Aqui e alhures, porém, discute-se a ideia de dar mais força ao Estado para que possa resolver situações críticas e vitais como epidemias, pandemias, enfim, os desafios de um mundo em plena transformação.
Seria o caso de se imitar a China? Não. O que se vê ali é um capitalismo de Estado, forjado para alavancar os potenciais do país e torná-lo uma potência econômica, se possível a primeira do mundo. A par da alavanca da economia, a China é um Estado autoritário, que sufoca as liberdades individuais e sociais, materializadas na censura ao pensamento, à livre expressão e associação – criação de partidos políticos, por exemplo –, valores incompatíveis com os direitos humanos.
Não é, portanto, espelho para a democracia. Por outro lado, as nações democráticas dão passos, mesmo pequenos, nos caminhos do revigoramento de suas obrigações. Nas crises, o papel do Estado se avoluma, como temos observado neste ciclo da COVID-19.
Um dos papas da ciência política, o sociólogo francês Alain Touraine, prega o aumento da capacidade de intervenção do Estado como forma de uma nação atenuar as desigualdades. Nos moldes em que atua hoje, o Estado tem sido fraco para debelar mazelas.
Essa é a razão pela qual os governos agem no varejo, trabalhando no curto prazo, sem planejamento e com presidentes, como Jair Bolsonaro, envoltos em profunda crise política, trocando ministros, anunciando remédios salvadores antes do atestado da ciência, tentando fazer agrados às bases e angariar apoio para operar a administração.

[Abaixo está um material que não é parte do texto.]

//! EV Scout — positive-EV sports bet finder.
//!
//! Library crate exposing all modules for use by integration tests
//! and the binary entry point.

pub mod config;
pub mod types;
pub mod quotes;
pub mod matching;
pub mod strategy;
pub mod ledger;
pub mod feeds;
pub mod engine;
pub mod storage;
pub mod dashboard;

Mas Estado forte, por aqui, tem sido sinônimo de autoritarismo, arbitrariedade, estrutura burocrática gigante e ineficiente, corporativismo etc. Donde emerge a questão: como encolher o Estado de sua estrutura paquidérmica, dando-lhe capacidade de planejar a longo prazo, sem reformas capazes de deflagrar novos costumes e consolidar as instituições?
Respostas óbvias: realizando as reformas necessárias para otimizar a gestão, nos moldes da trabalhista e da Previdência. Importa avançar com um amplo leque de mudanças.

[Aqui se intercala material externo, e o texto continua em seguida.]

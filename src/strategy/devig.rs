//! Devigger — strip the bookmaker margin from a market's prices.
//!
//! Consensus odds carry an overround: the implied probabilities of a
//! market's selections sum to more than 1.0. Proportional devigging
//! renormalizes them so they sum to exactly 1.0, which is our estimate
//! of the true probabilities.

use std::collections::BTreeMap;
use tracing::debug;

use crate::types::{ScoutError, Selection, MIN_PRICE};

/// Proportionally devig one market's selection → decimal price map.
///
/// implied = 1/price, S = Σ implied, fair = implied / S. Selections with
/// invalid prices are skipped rather than failing the market. Fails when
/// fewer than two valid selections remain or when the overround S is not
/// above 1.0 (a "market" you could arbitrage is a data glitch, not value).
pub fn devig(odds: &BTreeMap<Selection, f64>) -> Result<BTreeMap<Selection, f64>, ScoutError> {
    let mut implied: BTreeMap<Selection, f64> = BTreeMap::new();
    for (&selection, &price) in odds {
        if price < MIN_PRICE || !price.is_finite() {
            debug!(%selection, price, "Skipping invalid price during devig");
            continue;
        }
        implied.insert(selection, 1.0 / price);
    }

    if implied.len() < 2 {
        return Err(ScoutError::InvalidMarket(format!(
            "only {} valid selection(s), need at least 2",
            implied.len()
        )));
    }

    let overround: f64 = implied.values().sum();
    if overround <= 1.0 {
        return Err(ScoutError::InvalidMarket(format!(
            "implied probabilities sum to {overround:.4}, expected > 1.0"
        )));
    }

    Ok(implied
        .into_iter()
        .map(|(sel, p)| (sel, p / overround))
        .collect())
}

// ---------------------------------------------------------------------------
// Tests
// ---------------------------------------------------------------------------

#[cfg(test)]
mod tests {
    use super::*;

    fn three_way(home: f64, draw: f64, away: f64) -> BTreeMap<Selection, f64> {
        let mut odds = BTreeMap::new();
        odds.insert(Selection::Home, home);
        odds.insert(Selection::Draw, draw);
        odds.insert(Selection::Away, away);
        odds
    }

    #[test]
    fn test_three_way_devig() {
        // implied: 0.500, 0.294, 0.238 -> S = 1.032
        let fair = devig(&three_way(2.00, 3.40, 4.20)).unwrap();

        assert!((fair[&Selection::Home] - 0.4845).abs() < 5e-4);
        assert!((fair[&Selection::Draw] - 0.2850).abs() < 5e-4);
        assert!((fair[&Selection::Away] - 0.2307).abs() < 5e-4);

        let sum: f64 = fair.values().sum();
        assert!((sum - 1.0).abs() < 1e-6);
    }

    #[test]
    fn test_two_way_devig_sums_to_one() {
        let mut odds = BTreeMap::new();
        odds.insert(Selection::Over, 1.90);
        odds.insert(Selection::Under, 1.90);

        let fair = devig(&odds).unwrap();
        assert!((fair[&Selection::Over] - 0.5).abs() < 1e-10);
        let sum: f64 = fair.values().sum();
        assert!((sum - 1.0).abs() < 1e-6);
    }

    #[test]
    fn test_invalid_price_skipped() {
        // Draw price below the floor is dropped, the market still devigs
        let fair = devig(&three_way(2.00, 1.00, 2.10)).unwrap();
        assert_eq!(fair.len(), 2);
        assert!(!fair.contains_key(&Selection::Draw));
        let sum: f64 = fair.values().sum();
        assert!((sum - 1.0).abs() < 1e-6);
    }

    #[test]
    fn test_single_selection_rejected() {
        let mut odds = BTreeMap::new();
        odds.insert(Selection::Home, 1.50);
        assert!(matches!(devig(&odds), Err(ScoutError::InvalidMarket(_))));
    }

    #[test]
    fn test_no_overround_rejected() {
        // implied sums to exactly 1.0, nothing to strip
        let mut odds = BTreeMap::new();
        odds.insert(Selection::Over, 2.00);
        odds.insert(Selection::Under, 2.00);
        assert!(matches!(devig(&odds), Err(ScoutError::InvalidMarket(_))));
    }

    #[test]
    fn test_arbitrage_prices_rejected() {
        let mut odds = BTreeMap::new();
        odds.insert(Selection::Over, 2.20);
        odds.insert(Selection::Under, 2.20);
        assert!(devig(&odds).is_err());
    }
}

Com esse escopo, é possível juntar no mesmo balaio os eixos do Estado liberal, do Estado do bem-estar social e do Estado que intervém no mercado quando necessário; maior institucionalização política; racionalidade administrativa; eliminação progressiva do corporativismo; mudança da política de clientelas; adoção da meritocracia; revigoramento dos partidos.
É evidente que essa meta, por nossas plagas, só será alcançada quando as tensões entre os três poderes forem amainadas, com estrita obediência aos trâmites constitucionais, a independência e a harmonia entre eles. Trata-se de um desafio que ultrapassará décadas. Os governos, sem exceção, têm pregado essa cartilha. Mas encontram obstáculos para cumpri-la.

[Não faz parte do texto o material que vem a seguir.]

//! Settlement Engine — the only path from Pending to a terminal status.
//!
//! `Pending → {Won, Lost, Void}` and nothing else: terminal states never
//! change. Settling is idempotent, so re-reporting the same outcome is a
//! no-op while reporting a different one is a conflict that must be
//! resolved by a human, never by overwriting.

use chrono::Utc;
use tracing::{info, warn};

use super::bankroll::BankrollState;
use super::BetLedger;
use crate::types::{Bet, BetOutcome, MarketType, MatchResult, ScoutError, Selection, TOTAL_GOALS_LINE};

/// What a settlement call actually did.
#[derive(Debug, Clone, Copy, PartialEq)]
pub enum SettleAction {
    /// The bet was settled now; carries the profit applied to the bankroll.
    Applied(f64),
    /// The bet already carried this exact outcome. Nothing changed.
    AlreadySettled,
}

/// Map a final result to an outcome for one bet, per its market type.
///
/// `None` means the result cannot decide this bet (a total landing
/// exactly on the line would be a push, impossible at the half-goal
/// line but kept explicit). A cancelled match voids everything on it.
pub fn decide(bet: &Bet, result: &MatchResult) -> Option<BetOutcome> {
    if result.cancelled {
        return Some(BetOutcome::Void);
    }

    let won = match bet.pick.market {
        MarketType::MatchResult => result.winner() == bet.pick.selection,
        MarketType::TotalGoals => {
            let total = result.total_goals() as f64;
            match bet.pick.selection {
                Selection::Over => total > TOTAL_GOALS_LINE,
                Selection::Under => total < TOTAL_GOALS_LINE,
                _ => return None,
            }
        }
        MarketType::BothTeamsToScore => {
            let yes = result.both_scored();
            match bet.pick.selection {
                Selection::Yes => yes,
                Selection::No => !yes,
                _ => return None,
            }
        }
    };

    Some(if won { BetOutcome::Won } else { BetOutcome::Lost })
}

/// Profit/loss for an outcome: won pays stake × (price − 1), lost
/// costs the stake, void returns it untouched.
pub fn profit_for(outcome: BetOutcome, stake: f64, price: f64) -> f64 {
    match outcome {
        BetOutcome::Won => stake * (price - 1.0),
        BetOutcome::Lost => -stake,
        BetOutcome::Void => 0.0,
    }
}

/// Settle one bet and move the bankroll accordingly.
///
/// The bankroll mutation happens first; if it is refused (the loss would
/// drive the balance negative) the bet stays Pending and the error
/// propagates. The bet record is only updated once the money moved.
pub fn settle(
    ledger: &mut BetLedger,
    bankroll: &mut BankrollState,
    bet_id: &str,
    outcome: BetOutcome,
    result_info: Option<String>,
) -> Result<SettleAction, ScoutError> {
    let bet = ledger
        .get_mut(bet_id)
        .ok_or_else(|| ScoutError::BetNotFound(bet_id.to_string()))?;

    if bet.status.is_terminal() {
        if bet.status == outcome.status() {
            return Ok(SettleAction::AlreadySettled);
        }
        warn!(
            bet_id,
            recorded = %bet.status,
            requested = %outcome,
            "Settlement conflict, terminal status stands"
        );
        return Err(ScoutError::SettlementConflict {
            bet_id: bet_id.to_string(),
            recorded: bet.status,
            requested: outcome.status(),
        });
    }

    let profit = profit_for(outcome, bet.stake, bet.pick.price);
    bankroll.apply_settlement(bet_id, profit)?;

    bet.status = outcome.status();
    bet.settled_at = Some(Utc::now());
    bet.profit = Some(profit);
    bet.result_info = result_info;

    info!(
        bet = %bet,
        profit = format!("{profit:+.2}"),
        balance = format!("{:.2}", bankroll.balance),
        "Settled bet"
    );
    Ok(SettleAction::Applied(profit))
}

// ---------------------------------------------------------------------------
// Tests
// ---------------------------------------------------------------------------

Reformar o Estado não é tarefa para um só governo. O reformador tem inimigos na velha ordem, que se sentem ameaçados pela perda de privilégios, e defensores tímidos na nova ordem, temerosos de que as coisas não deem certo.
Sobram indagações: em quanto tempo o país voltará a respirar com seus pulmões sadios? Como aparar desigualdades com programas que dão vazão a climas concorrenciais? Como resgatar a economia nesses tempos turbulentos? Como chamar de volta os investimentos quando o fantasma da recessão joga o país no fundo do poço?.